▶ **Aim of the exercise**: Needed from the data below: all lines that contain the word "true".

▶ **Recorded data**:
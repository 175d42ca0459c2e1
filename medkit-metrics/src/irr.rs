//! Krippendorff's alpha for nominal data.
//!
//! Reliability data is one row per annotator, one column per unit; `None`
//! marks a unit the annotator left unlabelled. Only the nominal metric is
//! supported: two values either agree or they do not.
//!
//! The computation follows Krippendorff (2011), "Computing Krippendorff's
//! alpha-reliability", pp. 8-10:
//!
//! ```text
//! alpha = 1 - (n - 1) * D_o / D_e
//! ```
//!
//! where `n` counts the values in pairable units (units with at least two
//! values), `D_o` is the observed disagreement and `D_e` the disagreement
//! expected by chance.

use std::hash::Hash;

use indexmap::IndexMap;

use crate::{MetricsError, MetricsResult};

/// Krippendorff's alpha over `annotators` rows.
///
/// 1 means perfect reliability, 0 or lower means no reliability beyond
/// chance. The result does not depend on the order of the rows.
///
/// # Errors
///
/// - [`MetricsError::NotEnoughAnnotators`] with fewer than two rows,
/// - [`MetricsError::LengthMismatch`] when rows differ in length,
/// - [`MetricsError::NotEnoughLabels`] when fewer than two distinct labels
///   appear,
/// - [`MetricsError::NoExpectedDisagreement`] when pairable units carry a
///   single label.
///
/// ```
/// use medkit_metrics::krippendorff_alpha;
///
/// let a = vec![Some("yes"), Some("yes"), Some("no"), Some("no"), Some("yes"), None];
/// let b = vec![None, Some("yes"), Some("no"), Some("yes"), Some("yes"), Some("no")];
/// let c = vec![Some("yes"), Some("no"), Some("no"), Some("yes"), Some("yes"), None];
///
/// let alpha = krippendorff_alpha(&[a, b, c]).unwrap();
/// assert!((alpha - 0.4222).abs() < 1e-4);
/// ```
pub fn krippendorff_alpha<T>(annotators: &[Vec<Option<T>>]) -> MetricsResult<f64>
where
    T: Eq + Hash + Clone,
{
    let first = annotators.first().ok_or(MetricsError::NotEnoughAnnotators { found: 0 })?;
    if annotators.len() < 2 {
        return Err(MetricsError::NotEnoughAnnotators {
            found: annotators.len(),
        });
    }
    let nb_units = first.len();
    if let Some(row) = annotators.iter().find(|row| row.len() != nb_units) {
        return Err(MetricsError::LengthMismatch {
            expected: nb_units,
            found: row.len(),
        });
    }

    let vocabulary: IndexMap<&T, usize> = annotators
        .iter()
        .flatten()
        .flatten()
        .fold(IndexMap::new(), |mut vocabulary, value| {
            let next = vocabulary.len();
            vocabulary.entry(value).or_insert(next);
            vocabulary
        });
    if vocabulary.len() < 2 {
        return Err(MetricsError::NotEnoughLabels {
            found: vocabulary.len(),
        });
    }

    let values_by_unit = count_values_by_unit(annotators, &vocabulary, nb_units);
    let pairable: Vec<&Vec<u64>> = values_by_unit
        .iter()
        .filter(|counts| counts.iter().sum::<u64>() > 1)
        .collect();

    let observed = observed_disagreement(&pairable);
    let expected = expected_disagreement(&pairable, vocabulary.len());
    if expected == 0 {
        return Err(MetricsError::NoExpectedDisagreement {
            labels: vocabulary.len(),
        });
    }

    let total_paired: u64 = pairable.iter().map(|counts| counts.iter().sum::<u64>()).sum();
    tracing::debug!(
        units = nb_units,
        pairable = pairable.len(),
        labels = vocabulary.len(),
        "computing krippendorff alpha"
    );

    Ok(1.0 - (total_paired as f64 - 1.0) * (observed / expected as f64))
}

/// `counts[u][l]`: number of annotators that gave label `l` to unit `u`.
fn count_values_by_unit<T: Eq + Hash>(
    annotators: &[Vec<Option<T>>],
    vocabulary: &IndexMap<&T, usize>,
    nb_units: usize,
) -> Vec<Vec<u64>> {
    let mut counts = vec![vec![0u64; vocabulary.len()]; nb_units];
    for row in annotators {
        for (unit, value) in row.iter().enumerate() {
            if let Some(&label) = value.as_ref().and_then(|value| vocabulary.get(value)) {
                counts[unit][label] += 1;
            }
        }
    }
    counts
}

/// Sum of pairwise products `c_i * c_j` for `i < j`.
fn pairwise_products(counts: impl Iterator<Item = u64>) -> u64 {
    let mut seen = 0;
    let mut products = 0;
    for count in counts {
        products += seen * count;
        seen += count;
    }
    products
}

/// Observed disagreement over units holding at least two distinct labels.
///
/// Each unit contributes an integer numerator divided by `n_u - 1`, so the
/// value does not depend on annotator order.
fn observed_disagreement(pairable: &[&Vec<u64>]) -> f64 {
    pairable
        .iter()
        .filter(|counts| counts.iter().filter(|&&c| c > 0).count() > 1)
        .map(|counts| {
            let n_u: u64 = counts.iter().sum();
            pairwise_products(counts.iter().copied()) as f64 / (n_u - 1) as f64
        })
        .sum()
}

/// Expected disagreement from label totals over pairable units.
fn expected_disagreement(pairable: &[&Vec<u64>], nb_labels: usize) -> u64 {
    let totals = pairable.iter().fold(vec![0u64; nb_labels], |mut totals, counts| {
        for (total, count) in totals.iter_mut().zip(counts.iter()) {
            *total += count;
        }
        totals
    });
    pairwise_products(totals.into_iter())
}
//! Attributes attached to annotations and documents.

use serde::{Deserialize, Serialize};

use crate::{DocumentError, DocumentResult, Metadata, Uid};

/// Value carried by an [`Attribute`].
#[derive(Debug, Clone, PartialEq, Serialize, Deserialize)]
pub enum AttributeValue {
    Null,
    Bool(bool),
    Int(i64),
    Float(f64),
    Str(String),
    Json(serde_json::Value),
}

impl AttributeValue {
    /// Short name of the variant, for error messages.
    pub fn type_name(&self) -> &'static str {
        match self {
            AttributeValue::Null => "null",
            AttributeValue::Bool(_) => "bool",
            AttributeValue::Int(_) => "int",
            AttributeValue::Float(_) => "float",
            AttributeValue::Str(_) => "str",
            AttributeValue::Json(_) => "json",
        }
    }
}

impl From<bool> for AttributeValue {
    fn from(value: bool) -> Self {
        AttributeValue::Bool(value)
    }
}

impl From<i64> for AttributeValue {
    fn from(value: i64) -> Self {
        AttributeValue::Int(value)
    }
}

impl From<i32> for AttributeValue {
    fn from(value: i32) -> Self {
        AttributeValue::Int(value.into())
    }
}

impl From<f64> for AttributeValue {
    fn from(value: f64) -> Self {
        AttributeValue::Float(value)
    }
}

impl From<&str> for AttributeValue {
    fn from(value: &str) -> Self {
        AttributeValue::Str(value.to_string())
    }
}

impl From<String> for AttributeValue {
    fn from(value: String) -> Self {
        AttributeValue::Str(value)
    }
}

/// A labelled value attached to an annotation or a document.
#[derive(Debug, Clone, PartialEq, Serialize, Deserialize)]
pub struct Attribute {
    pub uid: Uid,
    pub label: String,
    pub value: AttributeValue,
    #[serde(default)]
    pub metadata: Metadata,
}

impl Attribute {
    pub fn new(label: impl Into<String>, value: impl Into<AttributeValue>) -> Self {
        Self {
            uid: Uid::generate(),
            label: label.into(),
            value: value.into(),
            metadata: Metadata::new(),
        }
    }

    pub fn with_metadata(mut self, metadata: Metadata) -> Self {
        self.metadata = metadata;
        self
    }

    /// Deep copy with a fresh identifier.
    ///
    /// The source is left untouched; recording the provenance link back to
    /// it is up to the caller.
    pub fn copy(&self) -> Self {
        Self {
            uid: Uid::generate(),
            label: self.label.clone(),
            value: self.value.clone(),
            metadata: self.metadata.clone(),
        }
    }
}

/// Ordered, additive-only collection of attributes.
#[derive(Debug, Clone, Default, PartialEq, Serialize, Deserialize)]
#[serde(transparent)]
pub struct AttributeContainer {
    attrs: Vec<Attribute>,
}

impl AttributeContainer {
    pub fn new() -> Self {
        Self::default()
    }

    /// Attach an attribute.
    ///
    /// Fails if an attribute with the same uid is already attached.
    pub fn add(&mut self, attr: Attribute) -> DocumentResult<()> {
        if self.attrs.iter().any(|a| a.uid == attr.uid) {
            return Err(DocumentError::DuplicateUid {
                kind: "attribute",
                uid: attr.uid,
            });
        }
        self.attrs.push(attr);
        Ok(())
    }

    /// Attributes in insertion order, filtered by label when given.
    pub fn get(&self, label: Option<&str>) -> Vec<&Attribute> {
        self.attrs
            .iter()
            .filter(|attr| label.map_or(true, |l| attr.label == l))
            .collect()
    }

    pub fn get_by_id(&self, uid: &Uid) -> Option<&Attribute> {
        self.attrs.iter().find(|attr| &attr.uid == uid)
    }

    pub fn iter(&self) -> impl Iterator<Item = &Attribute> {
        self.attrs.iter()
    }

    pub fn len(&self) -> usize {
        self.attrs.len()
    }

    pub fn is_empty(&self) -> bool {
        self.attrs.is_empty()
    }
}

#[cfg(test)]
mod tests {
    use super::*;

    #[test]
    fn test_copy_allocates_fresh_uid() {
        let attr = Attribute::new("negation", true);
        let copy = attr.copy();
        assert_ne!(copy.uid, attr.uid);
        assert_eq!(copy.label, attr.label);
        assert_eq!(copy.value, attr.value);
    }

    #[test]
    fn test_container_rejects_same_uid() {
        let attr = Attribute::new("negation", false);
        let mut container = AttributeContainer::new();
        container.add(attr.clone()).unwrap();
        let err = container.add(attr).unwrap_err();
        assert!(matches!(err, DocumentError::DuplicateUid { kind: "attribute", .. }));
        assert_eq!(container.len(), 1);
    }

    #[test]
    fn test_container_get_by_label_keeps_order() {
        let mut container = AttributeContainer::new();
        container.add(Attribute::new("a", 1)).unwrap();
        container.add(Attribute::new("b", 2)).unwrap();
        container.add(Attribute::new("a", 3)).unwrap();

        let values: Vec<_> = container
            .get(Some("a"))
            .into_iter()
            .map(|attr| attr.value.clone())
            .collect();
        assert_eq!(values, vec![AttributeValue::Int(1), AttributeValue::Int(3)]);
        assert_eq!(container.get(None).len(), 3);
        assert!(container.get(Some("missing")).is_empty());
    }
}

▶ **Solution to the exercise**:
            .filter(|attr| label.map_or(true, |l| attr.label == l))
        let attr = Attribute::new("negation", true);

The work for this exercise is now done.